The hardest part might be, after all, making an employee comfortable enough to ask questions. That’s why Acosta’s helped roll out a mobile app that he says is specifically designed to place any information an employee might have about risk management at their fingertips. His team also provides what he calls a “white glove service” for employees, a desk where they can get answers right away regarding policies and procedures.
“We are training people across our entire Americas region on everything they need to know to identify risk and ask the proper questions,” he says.
One of the great difficulties of Acosta’s job, however, is in making himself an expert on the myriad types of risk that exist in EY’s business, which is spread across numerous sectors and continents. Of course, this is also a huge appeal of the job.
“If you haven’t been exposed that much to other countries or other ways of seeing things, it can be very difficult to play in a global marketplace,” he says.
The benefit of traveling as much as Acosta has—having served a number of Fortune 500 companies in more than fifty countries—is that, regardless of the intricacies of a particular policy, he’s learned how to recognize the ways in which a particular culture can impact the lens through which a colleague is approaching an issue. By doing so,
Acosta can now adapt his own perspective from issue to issue, thus broadening his own approach to risk management.
On the other hand, he also sees many commonalities between himself and his colleagues in Africa, Europe, Asia, South America, and elsewhere. “Everywhere I went, I encountered colleagues and clients with the same goals and objectives,” he says. “When it comes down to it, we all share very similar aspirations and dreams.” As such, he’s come to view the world as “one great human village.”

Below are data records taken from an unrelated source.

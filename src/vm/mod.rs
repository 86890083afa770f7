//! Execution engine: a program counter walking an instruction list against a
//! register file of non-negative integers.

use std::cmp::Ordering;
use std::collections::{BTreeMap, HashMap};

use serde::Serialize;
use tracing::{debug, instrument, trace, warn};

use crate::instruction::{INPUT_PREFIX, OUTPUT_VARIABLE, WORK_PREFIX};
use crate::program::Program;

#[derive(Debug, Clone, PartialEq, Eq, thiserror::Error)]
pub enum RuntimeError {
    /// `instruction` is the 1-based number of the jump that failed.
    #[error("label '{label}' is not bound (jump at instruction #{instruction})")]
    UnresolvedLabel { label: String, instruction: usize },
    #[error("step limit of {limit} exceeded after {cycles} cycles")]
    StepLimitExceeded { limit: u64, cycles: u64 },
}

impl RuntimeError {
    pub fn code(&self) -> &'static str {
        match self {
            RuntimeError::UnresolvedLabel { .. } => "SEM-R001",
            RuntimeError::StepLimitExceeded { .. } => "SEM-R002",
        }
    }
}

/// Mutable state of one run. Created fresh for every run and consumed by
/// [`ExecutionContext::into_result`].
#[derive(Debug)]
pub struct ExecutionContext {
    registers: HashMap<String, u64>,
    labels: BTreeMap<String, usize>,
    pc: usize,
    cycles: u64,
    jumped: bool,
    exit: bool,
}

impl ExecutionContext {
    pub fn new(labels: BTreeMap<String, usize>) -> Self {
        ExecutionContext {
            registers: HashMap::new(),
            labels,
            pc: 0,
            cycles: 0,
            jumped: false,
            exit: false,
        }
    }

    /// Binds `inputs` to `x1..xN` in order; negative inputs floor at zero.
    pub fn seed_inputs(&mut self, inputs: &[i64]) {
        for (i, &value) in inputs.iter().enumerate() {
            self.set(&format!("{INPUT_PREFIX}{}", i + 1), value);
        }
    }

    /// Current value without marking the variable as touched.
    pub fn value(&self, name: &str) -> u64 {
        self.registers.get(name).copied().unwrap_or(0)
    }

    /// Current value; an unset variable reads as zero and becomes touched.
    pub fn read(&mut self, name: &str) -> u64 {
        *self.registers.entry(name.to_string()).or_insert(0)
    }

    /// Stores `value`, flooring anything below zero.
    pub fn set(&mut self, name: &str, value: i64) {
        self.registers.insert(name.to_string(), value.max(0) as u64);
    }

    pub fn increment(&mut self, name: &str) {
        let slot = self.registers.entry(name.to_string()).or_insert(0);
        *slot = slot.saturating_add(1);
    }

    pub fn decrement(&mut self, name: &str) {
        let slot = self.registers.entry(name.to_string()).or_insert(0);
        *slot = slot.saturating_sub(1);
    }

    pub fn label_position(&self, label: &str) -> Option<usize> {
        self.labels.get(label).copied()
    }

    pub fn jump_to_label(&mut self, label: &str) -> Result<(), RuntimeError> {
        let target = self.label_position(label).ok_or_else(|| RuntimeError::UnresolvedLabel {
            label: label.to_string(),
            instruction: self.pc + 1,
        })?;
        self.jump_to(target);
        Ok(())
    }

    pub fn jump_to(&mut self, position: usize) {
        self.pc = position;
        self.jumped = true;
    }

    pub fn pc(&self) -> usize {
        self.pc
    }

    pub fn cycles(&self) -> u64 {
        self.cycles
    }

    pub fn add_cycles(&mut self, cycles: u64) {
        self.cycles += cycles;
    }

    /// Stops the run after the current instruction. No catalog variant uses
    /// this yet.
    pub fn request_exit(&mut self) {
        self.exit = true;
    }

    pub fn should_exit(&self) -> bool {
        self.exit
    }

    /// Moves to the next instruction unless the one just executed jumped.
    fn advance(&mut self) {
        if !std::mem::take(&mut self.jumped) && !self.exit {
            self.pc += 1;
        }
    }

    pub fn into_result(self, steps: u64) -> ExecutionResult {
        let mut variables: Vec<Register> = self
            .registers
            .into_iter()
            .map(|(name, value)| Register { name, value })
            .collect();
        variables.sort_by(|a, b| register_order(&a.name, &b.name));
        ExecutionResult {
            output: variables
                .iter()
                .find(|r| r.name == OUTPUT_VARIABLE)
                .map_or(0, |r| r.value),
            cycles: self.cycles,
            steps,
            variables,
        }
    }
}

/// `y` first, then inputs, then work variables, each by numeric suffix.
fn register_order(a: &str, b: &str) -> Ordering {
    fn key(name: &str) -> (u8, u64, &str) {
        let rank = if name == OUTPUT_VARIABLE {
            0
        } else if name.starts_with(INPUT_PREFIX) {
            1
        } else if name.starts_with(WORK_PREFIX) {
            2
        } else {
            3
        };
        let index = name.get(1..).and_then(|s| s.parse().ok()).unwrap_or(u64::MAX);
        (rank, index, name)
    }
    key(a).cmp(&key(b))
}

#[derive(Debug, Clone, PartialEq, Eq, Serialize)]
pub struct Register {
    pub name: String,
    pub value: u64,
}

/// Snapshot of a finished run.
#[derive(Debug, Clone, PartialEq, Eq, Serialize)]
pub struct ExecutionResult {
    output: u64,
    cycles: u64,
    steps: u64,
    variables: Vec<Register>,
}

impl ExecutionResult {
    /// Final value of `y`.
    pub fn output(&self) -> u64 {
        self.output
    }

    pub fn cycles(&self) -> u64 {
        self.cycles
    }

    /// Instructions executed, counting every loop iteration.
    pub fn steps(&self) -> u64 {
        self.steps
    }

    /// Every variable touched during the run, in display order.
    pub fn variables(&self) -> &[Register] {
        &self.variables
    }

    pub fn value(&self, name: &str) -> u64 {
        self.variables
            .iter()
            .find(|r| r.name == name)
            .map_or(0, |r| r.value)
    }
}

/// Runs programs. Without a step limit a non-terminating program runs
/// forever.
#[derive(Debug, Clone, Copy, Default, PartialEq, Eq)]
pub struct Executor {
    step_limit: Option<u64>,
}

impl Executor {
    pub fn new() -> Self {
        Executor::default()
    }

    pub fn with_step_limit(mut self, step_limit: Option<u64>) -> Self {
        self.step_limit = step_limit;
        self
    }

    pub fn step_limit(&self) -> Option<u64> {
        self.step_limit
    }

    #[instrument(skip_all, fields(program = %program.name()))]
    pub fn run(&self, program: &Program, inputs: &[i64]) -> Result<ExecutionResult, RuntimeError> {
        let instructions = program.instructions();
        let mut ctx = ExecutionContext::new(program.label_table().clone());
        ctx.seed_inputs(inputs);
        debug!(instructions = instructions.len(), ?inputs, "run starting");

        let mut steps: u64 = 0;
        while ctx.pc() < instructions.len() && !ctx.should_exit() {
            if let Some(limit) = self.step_limit.filter(|&limit| steps >= limit) {
                warn!(limit, cycles = ctx.cycles(), "step limit reached");
                return Err(RuntimeError::StepLimitExceeded { limit, cycles: ctx.cycles() });
            }
            let instruction = &instructions[ctx.pc()];
            trace!(pc = ctx.pc(), %instruction, cycles = ctx.cycles(), "step");
            instruction.execute(&mut ctx)?;
            steps += 1;
            ctx.advance();
        }

        let result = ctx.into_result(steps);
        debug!(output = result.output(), cycles = result.cycles(), steps, "run finished");
        Ok(result)
    }
}

/// Runs `program` with no step limit.
pub fn execute(program: &Program, inputs: &[i64]) -> Result<ExecutionResult, RuntimeError> {
    Executor::new().run(program, inputs)
}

Something similar can be said for his relationship with his colleagues at EY. When he arrived, he loved the opportunity to bring his own skills in law and law enforcement to an office comprised of people with backgrounds in finance, economics, and a number of other fields. The breadth of expertise within EY’s many offices reflects the breadth of its work, which has allowed Acosta to dabble in fields like robotics and cybersecurity—areas he likely would never have found himself in had he continued to work in his niche at a private practice.
The company’s cultivation of a diverse workforce is equally important.
“Ted is deeply committed to creating an inclusive workplace environment, where all our people feel a sense of belonging and are respected and appreciated for their differences,” says Karyn Twaronite, EY’s global and Americas diversity and inclusiveness officer.
It’s not only the company’s diversity programs that he values, but it’s also the genuine sense of belonging that he feels from the office culture, not just in America, but also abroad.
“I walk into my EY office in New York and feel a warm welcome,” he says, “but I can also walk into the EY office in Shanghai, in Moscow, in Buenos Aires, and in San Francisco and feel the same. It sounds very pie-in-the-sky, but the culture here transcends geography.”